LETTER: Opposition To Transgender Bill Comes From Imagined Concerns

The following is a letter to the editor from Paul Cully. Letters to the editor do not necessarily reflect the views of WestfordCAT or its Board of Directors. To submit your own letter, e-mail [email protected]

Mr. Galvin, in his letter in the WestfordCAT Online May 24, 2016 edition, expresses concern that a male, falsely identifying himself as a female, could use a women’s bathroom or locker-room to commit a sexual assault.  He further expresses concern that pubescent females would be “forced” to share women’s facilities with transgender persons, resulting in damaging psychological impact.  As I search media sources for recorded instances of transgender persons committing rape, or traumatizing other persons by exposing themselves, I find none, although the media abounds with reports of these acts by disturbed heterosexual males. 

Why are we not equally concerned about female persons, falsely identifying themselves as male, utilizing a male bathroom or locker-room to commit a sexual assault?  And how is it that pubescent women would be “forced”?  Don’t facilities for females contain stalls with doors and showers with curtains, much as the facilities for males do, and wouldn’t that provide privacy and a modicum of security for all users of the facilities?  Finally, would any law prevent, by itself, these acts from occurring?  

Additionally, to further separate persons by providing separate bathroom or locker-room facilities, beyond what now exists, as some other than Mr. Galvin have suggested, singles them out and identifies them as “different from us”.  This is the very essence of discrimination and the antithesis of understanding and caring.

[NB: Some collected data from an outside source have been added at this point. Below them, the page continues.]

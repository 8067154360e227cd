use std::collections::HashMap;
use std::mem;

use crate::error::CompileError;
use crate::ir::{matching_indexes, EncodeCtx, Instr, BRANCH_FOOTPRINT};
use crate::TAPE_SIZE;

use self::memory::ExecutableBuffer;

pub mod memory;

/// Budgeted buffer bytes per IR op; the widest encodings are branch tails.
const BYTES_PER_OP: usize = 32;

/// The block ABI: tape pointer in, status word through the second argument,
/// live tape pointer back out.
type BlockFn = extern "C" fn(*mut u8, *mut u32) -> *mut u8;

struct Block {
    /// Buffer offset of the prologue
    start: usize,
    /// Buffer offset of the branch tail, rewritten as targets are learned
    tail: usize,
    /// IR index of the terminator
    term_ip: usize,
    on_zero: Option<u64>,
    on_not_zero: Option<u64>,
}

/// Lazy per-basic-block compiler. Blocks are materialized the first time
/// control wants to enter them; every block returns to the driver through an
/// unresolved branch direction, which the driver then patches with the
/// freshly learned target.
pub struct Jit<'a> {
    instrs: &'a [Instr],
    matching: HashMap<usize, usize>,
    buffer: ExecutableBuffer,
    cursor: usize,
    blocks: Vec<Block>,
    block_starting_at: HashMap<usize, usize>,
    block_ending_at: HashMap<usize, usize>,
    putchar: u64,
    getchar: u64,
}

impl<'a> Jit<'a> {
    pub fn new(instrs: &'a [Instr]) -> Result<Self, CompileError> {
        let buffer = ExecutableBuffer::allocate(instrs.len() * BYTES_PER_OP + 4096)?;
        Ok(Jit {
            instrs,
            matching: matching_indexes(instrs),
            buffer,
            cursor: 0,
            blocks: vec![],
            block_starting_at: HashMap::new(),
            block_ending_at: HashMap::new(),
            putchar: libc::putchar as usize as u64,
            getchar: libc::getchar as usize as u64,
        })
    }

    fn block_at(&mut self, ip: usize) -> Result<usize, CompileError> {
        if let Some(&index) = self.block_starting_at.get(&ip) {
            return Ok(index);
        }
        self.compile_block(ip)
    }

    /// Encodes the block beginning at `start_ip` into the next free bytes:
    /// prologue, straight-line body, then the branch tail.
    fn compile_block(&mut self, start_ip: usize) -> Result<usize, CompileError> {
        let mut term_ip = start_ip;
        while !self.instrs[term_ip].ends_block() {
            term_ip += 1;
        }

        let index = self.blocks.len();
        let start = self.cursor;

        // mov dword ptr [rsi], index: tells the driver who ran last
        let mut prologue = vec![0xc7, 0x06];
        prologue.extend_from_slice(&(index as u32).to_le_bytes());
        self.emit(&prologue);

        for ip in start_ip..term_ip {
            let ctx = EncodeCtx {
                at: self.buffer.address_at(self.cursor),
                putchar: self.putchar,
                getchar: self.getchar,
                ..Default::default()
            };
            let code = self.instrs[ip].encode(ctx)?;
            self.emit(&code);
        }

        let tail = self.cursor;
        // a backedge resolves immediately: control reached this `]` through
        // its loop head, so the head's re-test already has an address
        let on_not_zero = match &self.instrs[term_ip] {
            Instr::JumpUnlessZero { .. } => {
                let head_ip = self.matching[&term_ip];
                let head = *self
                    .block_ending_at
                    .get(&head_ip)
                    .expect("loop head compiled before its backedge");
                Some(self.buffer.address_at(self.blocks[head].tail))
            }
            _ => None,
        };

        let ctx = EncodeCtx {
            at: self.buffer.address_at(tail),
            on_not_zero,
            ..Default::default()
        };
        let code = self.instrs[term_ip].encode(ctx)?;
        self.buffer.write(tail, &code);
        self.cursor = tail + BRANCH_FOOTPRINT;

        self.blocks.push(Block {
            start,
            tail,
            term_ip,
            on_zero: None,
            on_not_zero,
        });
        self.block_starting_at.insert(start_ip, index);
        self.block_ending_at.insert(term_ip, index);

        Ok(index)
    }

    fn emit(&mut self, bytes: &[u8]) {
        self.buffer.write(self.cursor, bytes);
        self.cursor += bytes.len();
    }

    /// Rewrites a block's tail in place with one more direction resolved.
    fn patch(&mut self, block: usize, cell_is_zero: bool, target: u64) -> Result<(), CompileError> {
        {
            let block = &mut self.blocks[block];
            if cell_is_zero {
                block.on_zero = Some(target);
            } else {
                block.on_not_zero = Some(target);
            }
        }

        let block = &self.blocks[block];
        let ctx = EncodeCtx {
            at: self.buffer.address_at(block.tail),
            on_zero: block.on_zero,
            on_not_zero: block.on_not_zero,
            ..Default::default()
        };
        let code = self.instrs[block.term_ip].encode(ctx)?;
        self.buffer.write(block.tail, &code);
        Ok(())
    }

    /// Alternates between running compiled code and extending it. Compiled
    /// code owns the tape until a branch with an unresolved direction hands
    /// control back here along with the live tape pointer.
    pub fn run(&mut self, tape: &mut [u8], start: usize) -> Result<usize, CompileError> {
        let mut current = self.block_at(0)?;
        let mut tape_ptr = unsafe { tape.as_mut_ptr().add(start) };
        let mut status: u32 = 0;

        loop {
            let entry = self.buffer.address_at(self.blocks[current].start);
            let block_fn: BlockFn = unsafe { mem::transmute(entry) };
            tape_ptr = block_fn(tape_ptr, &mut status);

            // status names the last block whose prologue ran, which is the
            // block that returned: a tail only returns when its own
            // unresolved direction is taken, and a loop head's re-test
            // reached by a backedge never falls through (the backedge just
            // tested the same cell non-zero)
            let returned = status as usize;
            let term_ip = self.blocks[returned].term_ip;
            match &self.instrs[term_ip] {
                Instr::End => break,
                Instr::JumpIfZero { .. } => {
                    let cell_is_zero = unsafe { *tape_ptr } == 0;
                    let next_ip = if cell_is_zero {
                        self.matching[&term_ip] + 1
                    } else {
                        term_ip + 1
                    };
                    let next = self.block_at(next_ip)?;
                    let target = self.buffer.address_at(self.blocks[next].start);
                    self.patch(returned, cell_is_zero, target)?;
                    current = next;
                }
                Instr::JumpUnlessZero { .. } => {
                    // the non-zero direction was patched at creation, so a
                    // return through this tail means the loop is done
                    let next = self.block_at(term_ip + 1)?;
                    let target = self.buffer.address_at(self.blocks[next].start);
                    self.patch(returned, true, target)?;
                    current = next;
                }
                _ => unreachable!("blocks end in a branch or End"),
            }
        }

        Ok(unsafe { tape_ptr.offset_from(tape.as_ptr()) } as usize)
    }
}

/// Compiles and runs the program against a fresh centered tape.
pub fn execute(instrs: &[Instr]) -> Result<(), CompileError> {
    let mut tape = vec![0u8; TAPE_SIZE];
    Jit::new(instrs)?.run(&mut tape, TAPE_SIZE / 2)?;
    Ok(())
}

I am unconvinced that these expressed concerns speak to an existing problem.  My view is that we should not address differences among peoples that merely serve to divide us into factions, over imagined concerns.  Equal treatment of all, regardless of sexual preference, religious beliefs, ethnicity, political persuasion, or any other differentiator, should be our goal.  As I see it, that is what common courtesy and common sense are.